**RECORDS SHOWN:**
***

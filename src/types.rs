// Roulette Strategy Engine - Record & Summary Types

use rust_decimal::Decimal;
use serde::{Deserialize, Serialize};

use crate::outcome::{Color, Dozen, Outcome, Parity, TableHalf};
use crate::strategy::StrategyKind;

// ─── SpinRecord ──────────────────────────────────────────────────────────────

/// One row of a run: the drawn pocket, its table classification, the scheme
/// that was live during the spin, and the money movement. Immutable once
/// emitted; the presentation layer renders these as-is.
#[derive(Debug, Clone, PartialEq, Eq, Serialize, Deserialize)]
pub struct SpinRecord {
    /// Zero-based spin index within the run.
    pub index: u32,
    pub outcome: Outcome,
    pub color: Color,
    /// None for zero.
    pub parity: Option<Parity>,
    /// None for zero.
    pub half: Option<TableHalf>,
    /// None for zero.
    pub dozen: Option<Dozen>,
    /// The scheme live during this spin (pre-transition).
    pub strategy: StrategyKind,
    /// Signed net result of this spin.
    pub result: Decimal,
    /// Cumulative net result through this spin.
    pub running_total: Decimal,
}

impl SpinRecord {
    pub fn is_win(&self) -> bool {
        self.result > Decimal::ZERO
    }
}

// ─── RunSummary ──────────────────────────────────────────────────────────────

/// End-of-run aggregate derived from the full record sequence.
#[derive(Debug, Clone, PartialEq, Eq, Serialize, Deserialize)]
pub struct RunSummary {
    /// Highest running total seen during the run.
    pub max_profit: Decimal,
    /// Zero-based index of the EARLIEST spin that reached `max_profit`.
    pub max_profit_index: u32,
    /// Running total after the last spin.
    pub final_total: Decimal,
}

// ─── SimulationRun ───────────────────────────────────────────────────────────

/// Complete output of one run: every spin record in order plus the summary.
/// `capital_threshold` is caller metadata passed through untouched; the
/// display tier flags rows whose running total reaches it.
#[derive(Debug, Clone, PartialEq, Eq, Serialize, Deserialize)]
pub struct SimulationRun {
    pub records: Vec<SpinRecord>,
    pub summary: RunSummary,
    pub capital_threshold: Decimal,
}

***

**YOUR OBJECTIVE:**
For this exercise, please copy exactly the lines of the material above from its first line through the line where "classification, the scheme" appears.

**ANSWER TO THIS TASK:**
filename src/types.rs
// Roulette Strategy Engine - Record & Summary Types

use rust_decimal::Decimal;
use serde::{Deserialize, Serialize};

use crate::outcome::{Color, Dozen, Outcome, Parity, TableHalf};
use crate::strategy::StrategyKind;

// ─── SpinRecord ──────────────────────────────────────────────────────────────

/// One row of a run: the drawn pocket, its table classification, the scheme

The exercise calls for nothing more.